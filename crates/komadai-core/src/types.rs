use serde::{Deserialize, Serialize};

#[repr(u8)]
#[derive(Debug, Clone, Copy, PartialEq, Eq, PartialOrd, Ord, Hash, Serialize, Deserialize)]
#[serde(rename_all = "lowercase")]
pub enum Color {
    Sente = 0,
    Gote = 1,
}

impl Color {
    pub const ALL: [Self; 2] = [Self::Sente, Self::Gote];

    pub const fn opposite(self) -> Self {
        match self {
            Self::Sente => Self::Gote,
            Self::Gote => Self::Sente,
        }
    }

    pub const fn index(self) -> usize {
        self as usize
    }

    pub const fn name(self) -> &'static str {
        match self {
            Self::Sente => "sente",
            Self::Gote => "gote",
        }
    }

    pub fn from_name(name: &str) -> Option<Self> {
        match name {
            "sente" => Some(Self::Sente),
            "gote" => Some(Self::Gote),
            _ => None,
        }
    }

    /// SFEN side-to-move code.
    pub const fn to_code(self) -> char {
        match self {
            Self::Sente => 'b',
            Self::Gote => 'w',
        }
    }

    pub const fn from_code(code: char) -> Option<Self> {
        match code {
            'b' => Some(Self::Sente),
            'w' => Some(Self::Gote),
            _ => None,
        }
    }

    /// Distance of `rank` from this color's own back rank, 0..=8.
    pub const fn relative_rank(self, rank: u8) -> u8 {
        match self {
            Self::Sente => rank - 1,
            Self::Gote => 9 - rank,
        }
    }

    pub const fn in_promotion_zone(self, rank: u8) -> bool {
        self.relative_rank(rank) >= 6
    }
}

#[repr(u8)]
#[derive(Debug, Clone, Copy, PartialEq, Eq, PartialOrd, Ord, Hash, Serialize, Deserialize)]
pub enum PieceType {
    #[serde(rename = "fu")]
    Pawn = 0,
    #[serde(rename = "kyosha")]
    Lance = 1,
    #[serde(rename = "keima")]
    Knight = 2,
    #[serde(rename = "gin")]
    Silver = 3,
    #[serde(rename = "kin")]
    Gold = 4,
    #[serde(rename = "kaku")]
    Bishop = 5,
    #[serde(rename = "hisha")]
    Rook = 6,
    #[serde(rename = "ou")]
    King = 7,
    #[serde(rename = "gyoku")]
    Jewel = 8,
    #[serde(rename = "tokin")]
    Tokin = 9,
    #[serde(rename = "nkyosha")]
    PromotedLance = 10,
    #[serde(rename = "nkeima")]
    PromotedKnight = 11,
    #[serde(rename = "ngin")]
    PromotedSilver = 12,
    #[serde(rename = "uma")]
    Horse = 13,
    #[serde(rename = "ryu")]
    Dragon = 14,
}

impl PieceType {
    pub const ALL: [Self; 15] = [
        Self::Pawn,
        Self::Lance,
        Self::Knight,
        Self::Silver,
        Self::Gold,
        Self::Bishop,
        Self::Rook,
        Self::King,
        Self::Jewel,
        Self::Tokin,
        Self::PromotedLance,
        Self::PromotedKnight,
        Self::PromotedSilver,
        Self::Horse,
        Self::Dragon,
    ];

    /// Kinds that can be held in hand, in SFEN hand order reversed
    /// (weakest first).
    pub const HAND: [Self; 7] = [
        Self::Pawn,
        Self::Lance,
        Self::Knight,
        Self::Silver,
        Self::Gold,
        Self::Bishop,
        Self::Rook,
    ];

    pub const fn is_royal(self) -> bool {
        matches!(self, Self::King | Self::Jewel)
    }

    pub const fn is_promoted(self) -> bool {
        matches!(
            self,
            Self::Tokin
                | Self::PromotedLance
                | Self::PromotedKnight
                | Self::PromotedSilver
                | Self::Horse
                | Self::Dragon
        )
    }

    pub const fn is_promotable(self) -> bool {
        matches!(
            self,
            Self::Pawn | Self::Lance | Self::Knight | Self::Silver | Self::Bishop | Self::Rook
        )
    }

    pub const fn promote(self) -> Self {
        match self {
            Self::Pawn => Self::Tokin,
            Self::Lance => Self::PromotedLance,
            Self::Knight => Self::PromotedKnight,
            Self::Silver => Self::PromotedSilver,
            Self::Bishop => Self::Horse,
            Self::Rook => Self::Dragon,
            other => other,
        }
    }

    pub const fn demote(self) -> Self {
        match self {
            Self::Tokin => Self::Pawn,
            Self::PromotedLance => Self::Lance,
            Self::PromotedKnight => Self::Knight,
            Self::PromotedSilver => Self::Silver,
            Self::Horse => Self::Bishop,
            Self::Dragon => Self::Rook,
            other => other,
        }
    }

    /// Slot in a hand table, `None` for kinds that never enter a hand.
    pub const fn hand_index(self) -> Option<usize> {
        match self {
            Self::Pawn => Some(0),
            Self::Lance => Some(1),
            Self::Knight => Some(2),
            Self::Silver => Some(3),
            Self::Gold => Some(4),
            Self::Bishop => Some(5),
            Self::Rook => Some(6),
            _ => None,
        }
    }

    pub const fn name(self) -> &'static str {
        match self {
            Self::Pawn => "fu",
            Self::Lance => "kyosha",
            Self::Knight => "keima",
            Self::Silver => "gin",
            Self::Gold => "kin",
            Self::Bishop => "kaku",
            Self::Rook => "hisha",
            Self::King => "ou",
            Self::Jewel => "gyoku",
            Self::Tokin => "tokin",
            Self::PromotedLance => "nkyosha",
            Self::PromotedKnight => "nkeima",
            Self::PromotedSilver => "ngin",
            Self::Horse => "uma",
            Self::Dragon => "ryu",
        }
    }

    pub fn from_name(name: &str) -> Option<Self> {
        Self::ALL.into_iter().find(|kind| kind.name() == name)
    }

    /// Upper-case USI/SFEN letter of the unpromoted form.
    pub const fn letter(self) -> char {
        match self.demote() {
            Self::Pawn => 'P',
            Self::Lance => 'L',
            Self::Knight => 'N',
            Self::Silver => 'S',
            Self::Gold => 'G',
            Self::Bishop => 'B',
            Self::Rook => 'R',
            _ => 'K',
        }
    }

    /// Inverse of [`PieceType::letter`]; `K` maps to the king-minor kind.
    pub const fn from_letter(letter: char) -> Option<Self> {
        match letter {
            'P' => Some(Self::Pawn),
            'L' => Some(Self::Lance),
            'N' => Some(Self::Knight),
            'S' => Some(Self::Silver),
            'G' => Some(Self::Gold),
            'B' => Some(Self::Bishop),
            'R' => Some(Self::Rook),
            'K' => Some(Self::Jewel),
            _ => None,
        }
    }
}

#[derive(Debug, Clone, Copy, PartialEq, Eq, Hash, Serialize, Deserialize)]
pub struct Piece {
    #[serde(rename = "type")]
    pub piece_type: PieceType,
    pub color: Color,
}

impl Piece {
    pub const fn new(piece_type: PieceType, color: Color) -> Self {
        Self { piece_type, color }
    }
}

#[derive(Debug, Clone, Copy, PartialEq, Eq, PartialOrd, Ord, Hash, Serialize, Deserialize)]
pub struct Square {
    pub rank: u8,
    pub file: u8,
}

impl Square {
    pub const fn new(rank: u8, file: u8) -> Option<Self> {
        if rank >= 1 && rank <= 9 && file >= 1 && file <= 9 {
            Some(Self { rank, file })
        } else {
            None
        }
    }

    pub const fn new_unchecked(rank: u8, file: u8) -> Self {
        Self { rank, file }
    }

    pub fn offset(self, d_rank: i8, d_file: i8) -> Option<Self> {
        let rank = self.rank as i8 + d_rank;
        let file = self.file as i8 + d_file;
        if (1..=9).contains(&rank) && (1..=9).contains(&file) {
            Some(Self::new_unchecked(rank as u8, file as u8))
        } else {
            None
        }
    }
}

/// A fully resolved move.
///
/// `promote` is `None` when the move carried no promotion choice at all,
/// `Some(true)` for a promoting move (forced or chosen) and `Some(false)` when
/// an available promotion was declined.
#[derive(Debug, Clone, Copy, PartialEq, Eq, Hash, Serialize, Deserialize)]
#[serde(tag = "kind", rename_all = "lowercase")]
pub enum Move {
    Normal {
        from: Square,
        to: Square,
        piece: PieceType,
        capture: bool,
        #[serde(default, skip_serializing_if = "Option::is_none")]
        promote: Option<bool>,
    },
    Drop {
        piece: PieceType,
        to: Square,
    },
}

impl Move {
    pub const fn to(&self) -> Square {
        match *self {
            Self::Normal { to, .. } | Self::Drop { to, .. } => to,
        }
    }

    pub const fn from(&self) -> Option<Square> {
        match *self {
            Self::Normal { from, .. } => Some(from),
            Self::Drop { .. } => None,
        }
    }

    pub const fn piece(&self) -> PieceType {
        match *self {
            Self::Normal { piece, .. } | Self::Drop { piece, .. } => piece,
        }
    }

    pub const fn is_drop(&self) -> bool {
        matches!(self, Self::Drop { .. })
    }

    pub const fn is_capture(&self) -> bool {
        matches!(self, Self::Normal { capture: true, .. })
    }

    pub const fn is_promotion(&self) -> bool {
        matches!(
            self,
            Self::Normal {
                promote: Some(true),
                ..
            }
        )
    }
}

#[repr(transparent)]
#[derive(Debug, Clone, Copy, PartialEq, Eq, PartialOrd, Ord, Hash, Default)]
pub struct Score(pub i32);

pub type MoveList = Vec<Move>;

════════════════════

Exercise objective – Throughout the records above, find the lines in which the word "when" appears and return them.

Result below –
/// `promote` is `None` when the move carried no promotion choice at all,
/// `Some(true)` for a promoting move (forced or chosen) and `Some(false)` when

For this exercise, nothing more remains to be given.